In this article, we present the first-ever systematic review and meta-analysis to evaluate the performance of AI algorithms in detecting lymphoma using medical imaging. After careful selection of studies, we found that AI algorithms could be used for the detection of lymphoma using medical imaging with an SE of 87% and SP of 94%. We were strictly in line with the guidelines for diagnostic reviews, and conducted a comprehensive literature search in both medical and engineering databases to ensure the rigor of the study. More importantly, we assessed study quality using an adapted QUADAS-AI assessment tool, which provides researchers with a specific framework to evaluate the risk of bias and applicability of AI-centered diagnostic test accuracy.

Our findings largely confirmed previous research, confirming the concerns that have been recently raised by premier journals. However, none of the previous studies were done specifically on lymphoma. To fill this research gap, we strive to identify the best available AI algorithm and then develop it to enhance detection of lymphoma, and to reduce the number of false positives and false negatives beyond that which is humanly possible. Our findings revealed that AI algorithms exhibit commendable performance in detecting lymphoma. Our pooled results demonstrated an AUC of 97%, aligning closely with the performance of established conventional diagnostic methods for lymphoma. Notably, this performance was comparable to emerging radiation-free imaging techniques, such as whole-body magnetic resonance imaging (WB-MRI), which yielded an AUC of 96%, and the current reference standard, 18F-fluorodeoxyglucose positron emission tomography/computed tomography (18F-FDG PET/CT), with an AUC of 87%. Additionally, the SE and SP of AI algorithms surpassed those of the basic method of CT, with SE = 81% and SP = 41%.

However, the comparison between AI models and existing modalities was inconsistent across studies, potentially attributed to the diverse spectrum of lymphoma subtypes, variations in modality protocols and image interpretation methods, and differences in reference standards.

Similar to previous research in the field of image-based AI diagnostics for cancers, we observed statistically significant heterogeneity among the included studies, which makes it difficult to generalize our results with larger sample sizes or in other countries. Therefore, we conducted rigorous subgroup analyses and meta-regression for different sample sizes, various algorithms applied, geographical distribution and Al algorithms-assisted clinicians versus pure clinicians. Contrary to earlier findings, our results displayed that studies with smaller sample sizes and conducted in Asian regions had higher SE compared with other studies. Significant between-study heterogeneity emerged within the comparison of Al-assisted clinicians and pure clinicians. Despite this, other sources of heterogeneity could not be explained in the results, potentially attributed to the broad nature of our review and the relatively limited number of studies included.

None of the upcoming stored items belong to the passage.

use std::ops::Index;

use nalgebra::{Matrix3, Vector3};
use serde::{Deserialize, Serialize};

use crate::config::{SINGULAR_TOLERANCE, UNIT_VECTOR_CUTOFF};
use crate::errors::{Result, ShapeError, TensorError};
use crate::interfaces::{CartesianOperation, Transformable};
use crate::tensors::tensor::{NestedArray, Tensor};

/// Which side the stretch sits on in a polar decomposition
#[derive(Debug, Clone, Copy, PartialEq, Eq, Default, Serialize, Deserialize)]
#[serde(rename_all = "lowercase")]
pub enum PolarSide {
    /// T = U·P
    #[default]
    Right,
    /// T = P·U
    Left,
}

/// Rank-2 tensor with matrix operations
#[derive(Debug, Clone, Copy, PartialEq, Serialize, Deserialize)]
#[serde(try_from = "Tensor", into = "Tensor")]
pub struct SquareTensor {
    matrix: Matrix3<f64>,
}

/// Fails with `NotRotation` unless `matrix` is orthogonal with determinant +1
/// within `tol`.
pub fn validate_rotation(matrix: &Matrix3<f64>, tol: f64) -> Result<()> {
    let deviation = (matrix.transpose() * matrix - Matrix3::identity())
        .abs()
        .max();
    let det = matrix.determinant();
    if deviation < tol && (det - 1.0).abs() < tol {
        Ok(())
    } else {
        Err(TensorError::NotRotation { deviation, det, tol })
    }
}

/// Unit vector along `v`; vectors shorter than the cutoff come back unchanged.
fn unit_vector(v: Vector3<f64>) -> Vector3<f64> {
    let norm = v.norm();
    if norm < UNIT_VECTOR_CUTOFF {
        v
    } else {
        v / norm
    }
}

impl SquareTensor {
    pub fn new(matrix: Matrix3<f64>) -> Self {
        Self { matrix }
    }

    pub fn identity() -> Self {
        Self::new(Matrix3::identity())
    }

    /// Build from row lists. Anything other than three rows of three values
    /// is a shape error.
    pub fn from_rows(rows: &[Vec<f64>]) -> Result<Self> {
        let tensor = Tensor::try_from(NestedArray::from(rows.to_vec()))?;
        Self::try_from(tensor)
    }

    pub fn matrix(&self) -> &Matrix3<f64> {
        &self.matrix
    }

    pub fn to_tensor(&self) -> Tensor {
        Tensor::from(self.matrix)
    }

    /// Transpose
    pub fn trans(&self) -> SquareTensor {
        Self::new(self.matrix.transpose())
    }

    /// Inverse; fails with `SingularMatrix` when |det| is numerically zero.
    pub fn inv(&self) -> Result<SquareTensor> {
        let det = self.det();
        if det.abs() < SINGULAR_TOLERANCE {
            return Err(TensorError::SingularMatrix {
                det,
                tol: SINGULAR_TOLERANCE,
            });
        }
        self.matrix
            .try_inverse()
            .map(Self::new)
            .ok_or(TensorError::SingularMatrix {
                det,
                tol: SINGULAR_TOLERANCE,
            })
    }

    pub fn det(&self) -> f64 {
        self.matrix.determinant()
    }

    /// ½(T + Tᵀ)
    pub fn symmetrized(&self) -> SquareTensor {
        Self::new((self.matrix + self.matrix.transpose()) * 0.5)
    }

    pub fn is_symmetric(&self, tol: f64) -> bool {
        (self.matrix - self.matrix.transpose()).abs().max() < tol
    }

    /// Coefficients of the characteristic polynomial: [I1, I2, I3] with
    /// I1 the trace, I2 the sum of principal 2×2 minors and I3 the determinant.
    pub fn principal_invariants(&self) -> [f64; 3] {
        let m = &self.matrix;
        let i2 = m[(0, 0)] * m[(1, 1)] + m[(1, 1)] * m[(2, 2)] + m[(2, 2)] * m[(0, 0)]
            - m[(0, 1)] * m[(1, 0)]
            - m[(0, 2)] * m[(2, 0)]
            - m[(1, 2)] * m[(2, 1)];
        [m.trace(), i2, self.det()]
    }

    /// Orthogonal with determinant +1, within `tol`.
    pub fn is_rotation(&self, tol: f64) -> bool {
        validate_rotation(&self.matrix, tol).is_ok()
    }

    pub fn get_scaled(&self, scale_factor: f64) -> SquareTensor {
        Self::new(self.matrix * scale_factor)
    }

    /// Split into an orthogonal part U and a symmetric positive
    /// semi-definite stretch P from the SVD T = W·Σ·Vᵀ: U = W·Vᵀ, and
    /// P = V·Σ·Vᵀ (right) or W·Σ·Wᵀ (left). Returns (U, P).
    pub fn polar_decomposition(&self, side: PolarSide) -> (SquareTensor, SquareTensor) {
        let svd = self.matrix.svd(true, true);
        let w = svd.u.expect("SVD computed with left singular vectors");
        let v_t = svd.v_t.expect("SVD computed with right singular vectors");
        let sigma = Matrix3::from_diagonal(&svd.singular_values);

        let u = w * v_t;
        let p = match side {
            PolarSide::Right => v_t.transpose() * sigma * v_t,
            PolarSide::Left => w * sigma * w.transpose(),
        };
        (Self::new(u), Self::new(p))
    }

    /// Re-orthonormalize a near-rotation from its first two rows: x along
    /// row 0, y from row 1 with its x component removed, z = x × y.
    pub fn refine_rotation(&self) -> SquareTensor {
        let x = unit_vector(self.matrix.row(0).transpose());
        let row1 = unit_vector(self.matrix.row(1).transpose());
        let y = unit_vector(row1 - x.dot(&row1) * x);
        let z = x.cross(&y);
        Self::new(Matrix3::from_rows(&[
            x.transpose(),
            y.transpose(),
            z.transpose(),
        ]))
    }

    /// R·T·Rᵀ with the rotation part of `op`
    pub fn transform<O: CartesianOperation + ?Sized>(&self, op: &O) -> SquareTensor {
        let r = op.rotation_matrix();
        Self::new(r * self.matrix * r.transpose())
    }

    pub fn rotate(&self, matrix: &Matrix3<f64>, tol: f64) -> Result<SquareTensor> {
        validate_rotation(matrix, tol)?;
        Ok(self.transform(matrix))
    }
}

impl Default for SquareTensor {
    fn default() -> Self {
        Self::new(Matrix3::zeros())
    }
}

impl Transformable for SquareTensor {
    fn transform<O: CartesianOperation + ?Sized>(&self, op: &O) -> Self {
        SquareTensor::transform(self, op)
    }

    fn rotate(&self, matrix: &Matrix3<f64>, tol: f64) -> Result<Self> {
        SquareTensor::rotate(self, matrix, tol)
    }
}

impl Index<(usize, usize)> for SquareTensor {
    type Output = f64;

    fn index(&self, index: (usize, usize)) -> &f64 {
        &self.matrix[index]
    }
}

impl TryFrom<Tensor> for SquareTensor {
    type Error = TensorError;

    fn try_from(tensor: Tensor) -> Result<Self> {
        tensor
            .to_matrix()
            .map(Self::new)
            .ok_or_else(|| {
                ShapeError::Rank {
                    expected: 2,
                    got: tensor.rank(),
                }
                .into()
            })
    }
}

impl From<SquareTensor> for Tensor {
    fn from(square: SquareTensor) -> Self {
        square.to_tensor()
    }
}

impl From<Matrix3<f64>> for SquareTensor {
    fn from(matrix: Matrix3<f64>) -> Self {
        Self::new(matrix)
    }
}

impl From<[[f64; 3]; 3]> for SquareTensor {
    fn from(rows: [[f64; 3]; 3]) -> Self {
        Self::new(Matrix3::from_fn(|i, j| rows[i][j]))
    }
}

impl From<SquareTensor> for Matrix3<f64> {
    fn from(square: SquareTensor) -> Self {
        square.matrix
    }
}
use yew::prelude::*;

use crate::components::upload::UploadModal;
use crate::overlay::ImageOverlay;
use crate::sync::Phase;

use super::card::testimonial_card;
use super::messages::Msg;
use super::state::WallPage;

pub fn view(page: &WallPage, ctx: &Context<WallPage>) -> Html {
    let link = ctx.link();

    html! {
        <div class="wall-root">
            <section class="hero">
                <span class="chip">{"Wall of Gratitude"}</span>
                <h1>{"Stories from our community"}</h1>
                <p class="hero-subtitle">
                    {"Read what people say about the program, or add your own story."}
                </p>
                <button class="btn-primary" onclick={link.callback(|_| Msg::OpenModal)}>
                    {"Share your story"}
                </button>
            </section>

            { wall_body(page, ctx) }

            {
                if page.modal_open {
                    html! {
                        <UploadModal
                            submitting={page.submitting}
                            on_close={link.callback(|_| Msg::CloseModal)}
                            on_submit={link.callback(|(draft, image)| Msg::Submit(draft, image))}
                        />
                    }
                } else {
                    html! {}
                }
            }

            <ImageOverlay node_ref={page.overlay_ref.clone()}>
                {
                    if let Some(image) = &page.expanded_image {
                        html! {
                            <div
                                style="position:fixed;top:0;left:0;width:100vw;height:100vh;background:rgba(0,0,0,0.85);z-index:9999;display:flex;align-items:center;justify-content:center;"
                                onclick={link.callback(|_| Msg::CloseImage)}
                            >
                                <img src={image.clone()} style="max-width:90vw;max-height:90vh;" />
                            </div>
                        }
                    } else {
                        html! {}
                    }
                }
            </ImageOverlay>
        </div>
    }
}

fn wall_body(page: &WallPage, ctx: &Context<WallPage>) -> Html {
    if page.sync.phase() == Phase::Loading {
        return html! {
            <div class="wall-loading">
                <div class="spinner" />
                <p>{"Loading testimonials…"}</p>
            </div>
        };
    }

    if page.sync.items().is_empty() {
        return html! {
            <p class="wall-empty">{"No testimonials yet. Be the first to share your story!"}</p>
        };
    }

    let link = ctx.link();
    html! {
        <section class={classes!("wall-grid", if page.sync.is_reloading() { Some("refreshing") } else { None })}>
            {
                page.sync
                    .items()
                    .iter()
                    .map(|testimonial| {
                        html! {
                            <div key={testimonial.id.clone()} class="wall-cell">
                                { testimonial_card(testimonial, link.callback(Msg::ExpandImage)) }
                            </div>
                        }
                    })
                    .collect::<Html>()
            }
        </section>
    }
}
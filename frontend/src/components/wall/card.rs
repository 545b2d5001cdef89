//! Card rendering for the two testimonial kinds.

use yew::prelude::*;

use common::model::testimonial::{Testimonial, TestimonialContent};

pub fn testimonial_card(testimonial: &Testimonial, on_expand: Callback<String>) -> Html {
    html! {
        <article class="testimonial-card">
            {
                match &testimonial.content {
                    TestimonialContent::Written {
                        text,
                        role,
                        company,
                        avatar_url,
                    } => written_card(testimonial, text, role.as_deref(), company.as_deref(), avatar_url.as_deref()),
                    TestimonialContent::Linkedin {
                        headline,
                        screenshot_url,
                        source_url,
                    } => linkedin_card(testimonial, headline.as_deref(), screenshot_url.as_deref(), source_url.as_deref(), on_expand),
                }
            }
            { card_footer(testimonial) }
        </article>
    }
}

fn written_card(
    testimonial: &Testimonial,
    text: &str,
    role: Option<&str>,
    company: Option<&str>,
    avatar_url: Option<&str>,
) -> Html {
    html! {
        <>
            <blockquote class="card-text">{text}</blockquote>
            <div class="card-author">
                {
                    if let Some(avatar) = avatar_url {
                        html! { <img class="card-avatar" src={avatar.to_string()} alt="" /> }
                    } else {
                        html! { <div class="card-avatar card-avatar-fallback">{ initial(&testimonial.name) }</div> }
                    }
                }
                <div>
                    <div class="card-name">{ &testimonial.name }</div>
                    { author_line(role, company) }
                </div>
            </div>
        </>
    }
}

fn linkedin_card(
    testimonial: &Testimonial,
    headline: Option<&str>,
    screenshot_url: Option<&str>,
    source_url: Option<&str>,
    on_expand: Callback<String>,
) -> Html {
    html! {
        <>
            {
                if let Some(headline) = headline {
                    html! { <p class="card-headline">{headline}</p> }
                } else {
                    html! {}
                }
            }
            {
                if let Some(screenshot) = screenshot_url {
                    let data_uri = screenshot.to_string();
                    html! {
                        <img
                            class="card-screenshot"
                            src={screenshot.to_string()}
                            alt={format!("LinkedIn post by {}", testimonial.name)}
                            style="cursor:zoom-in;max-width:100%;border-radius:4px;"
                            onclick={Callback::from(move |_| on_expand.emit(data_uri.clone()))}
                        />
                    }
                } else {
                    html! {}
                }
            }
            <div class="card-author">
                <div class="card-name">{ &testimonial.name }</div>
                {
                    if let Some(url) = source_url {
                        html! {
                            <a class="card-source" href={url.to_string()} target="_blank" rel="noopener noreferrer">
                                {"View on LinkedIn"}
                            </a>
                        }
                    } else {
                        html! {}
                    }
                }
            </div>
        </>
    }
}

fn card_footer(testimonial: &Testimonial) -> Html {
    html! {
        <footer class="card-footer">
            <span class="card-date">{ display_date(&testimonial.created_at) }</span>
            {
                if let Some(tags) = &testimonial.tags {
                    tags.iter()
                        .map(|tag| html! { <span class="chip">{tag}</span> })
                        .collect::<Html>()
                } else {
                    html! {}
                }
            }
        </footer>
    }
}

fn author_line(role: Option<&str>, company: Option<&str>) -> Html {
    let line = match (role, company) {
        (Some(role), Some(company)) => format!("{role} at {company}"),
        (Some(role), None) => role.to_string(),
        (None, Some(company)) => company.to_string(),
        (None, None) => String::new(),
    };
    if line.is_empty() {
        html! {}
    } else {
        html! { <div class="card-role">{line}</div> }
    }
}

/// Date part of an ISO 8601 timestamp, enough for the card footer.
fn display_date(created_at: &str) -> String {
    created_at.chars().take(10).collect()
}

fn initial(name: &str) -> String {
    name.chars()
        .next()
        .map(|c| c.to_uppercase().to_string())
        .unwrap_or_default()
}
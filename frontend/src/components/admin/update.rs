//! Message handling for the moderation panel.
//!
//! Every mutation follows the same shape: ask the controller whether the
//! operation may start, spawn the store call if so, and report the outcome
//! with a toast when it resolves. The controller's per-row guards make a
//! second click on a busy row a no-op rather than a second request.

use gloo_console::error;
use gloo_timers::future::TimeoutFuture;
use wasm_bindgen_futures::spawn_local;
use yew::prelude::*;

use crate::session;
use crate::sync::{ArmOutcome, CONFIRM_WINDOW_MS};
use crate::toast::{show_error, show_success};

use super::messages::Msg;
use super::state::AdminPanel;

pub fn update(panel: &mut AdminPanel, ctx: &Context<AdminPanel>, msg: Msg) -> bool {
    match msg {
        Msg::Loaded(result) => {
            let follow_up = match result {
                Ok(items) => panel.sync.loaded(Some(items)),
                Err(err) => {
                    error!(format!("admin: loading testimonials failed: {err}"));
                    show_error("Error loading testimonials. Please refresh the page.");
                    panel.sync.loaded(None)
                }
            };
            if follow_up {
                spawn_reload(panel, ctx);
            }
            true
        }
        Msg::RemoteChanged => {
            if panel.sync.invalidated() {
                spawn_reload(panel, ctx);
            }
            false
        }
        Msg::DeleteTrigger(id) => match panel.sync.arm_delete(&id) {
            ArmOutcome::Armed(generation) => {
                let link = ctx.link().clone();
                spawn_local(async move {
                    TimeoutFuture::new(CONFIRM_WINDOW_MS).await;
                    link.send_message(Msg::ConfirmWindowElapsed { id, generation });
                });
                true
            }
            ArmOutcome::Confirmed => {
                start_delete(panel, ctx, id);
                true
            }
            ArmOutcome::Ignored => false,
        },
        Msg::ConfirmWindowElapsed { id, generation } => {
            panel.sync.disarm_expired(&id, generation);
            true
        }
        Msg::Disarm => {
            panel.sync.disarm();
            true
        }
        Msg::DeleteResolved { id, result } => {
            panel.sync.delete_resolved(&id);
            match result {
                Ok(true) => {
                    panel.sync.apply_removal(&id);
                    show_success("Testimonial deleted successfully");
                }
                Ok(false) => {
                    // Someone else got there first; drop our stale copy too.
                    panel.sync.apply_removal(&id);
                    show_error("Testimonial was already removed.");
                }
                Err(err) => {
                    error!(format!("admin: delete failed: {err}"));
                    show_error("Failed to delete testimonial. Please try again.");
                }
            }
            true
        }
        Msg::ToggleApproval { id, approve } => {
            if !panel.sync.begin_approval(&id) {
                return false;
            }
            let store = panel.store.clone();
            let link = ctx.link().clone();
            spawn_local(async move {
                let result = store.set_approval(&id, approve).await;
                link.send_message(Msg::ApprovalResolved {
                    id,
                    approve,
                    result,
                });
            });
            true
        }
        Msg::ApprovalResolved {
            id,
            approve,
            result,
        } => {
            panel.sync.approval_resolved(&id);
            match result {
                Ok(true) => {
                    panel.sync.apply_approval(&id, approve);
                    show_success(if approve {
                        "Testimonial approved successfully"
                    } else {
                        "Testimonial unapproved successfully"
                    });
                }
                Ok(false) => {
                    show_error("Testimonial no longer exists.");
                }
                Err(err) => {
                    error!(format!("admin: approval update failed: {err}"));
                    show_error("Error updating testimonial approval. Please try again.");
                }
            }
            true
        }
        Msg::ToggleShowApproved => {
            panel.show_approved_only = !panel.show_approved_only;
            true
        }
        Msg::SignOut => {
            session::sign_out();
            false
        }
    }
}

fn start_delete(panel: &mut AdminPanel, ctx: &Context<AdminPanel>, id: String) {
    if !panel.sync.begin_delete(&id) {
        return;
    }
    let store = panel.store.clone();
    let link = ctx.link().clone();
    spawn_local(async move {
        let result = store.remove(&id).await;
        link.send_message(Msg::DeleteResolved { id, result });
    });
}

pub fn spawn_reload(panel: &AdminPanel, ctx: &Context<AdminPanel>) {
    let store = panel.store.clone();
    let link = ctx.link().clone();
    spawn_local(async move {
        link.send_message(Msg::Loaded(store.list(true).await));
    });
}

Unlike ML, DL is a young subfield of AI based on artificial neural networks, which are known to have the capabilities to automatically extract characteristic features from images. Moreover, it offers significant advantages over traditional ML methods in the early detection and diagnostic accuracy of lymphoma, including higher diagnostic accuracy, more efficient image analysis, and the greater ability to handle complex morphologic patterns in lymphoma accurately. Most included studies in this review investigating the use of AI in lymphoma detection employed DL (n = 18), with only six studies using ML. For leukemia diagnosis, the convolutional neural networks (CNN) of DL have been used, e.g., to distinguish between cases with favorable and poor prognosis of chronic myeloid leukemia, or to recognize blast cells in acute myeloid leukemia. However, it requires far more data and computational power than ML methods, and is more prone to overfitting. Some included studies that used data augmentation methods adopting affine image transformation strategies such as rotation, translation, and flipping, to make up for data deficiencies. The pooled SE using ML methods was higher compared with studies using DL methods (93% VS 86%), while equivalent SP was observed between these two methods (92% VS 94%). We also discovered that AI models using transfer learning had greater SE (88% VS 85%) and SP (95% VS 91%) than models that did not. Transfer learning refers to the reuse of a pre-trained model on a new task. In transfer learning, a machine exploits the knowledge gained from a previous task to improve generalization about another. Therefore, various studies have highlighted the advantages of transfer learning over traditional AI algorithms including accelerated learning speed, reduced data requirements, enhanced diagnostic accuracy, optimal resource utilization, and improved performance in early detection and diagnostic precision of lymphoma.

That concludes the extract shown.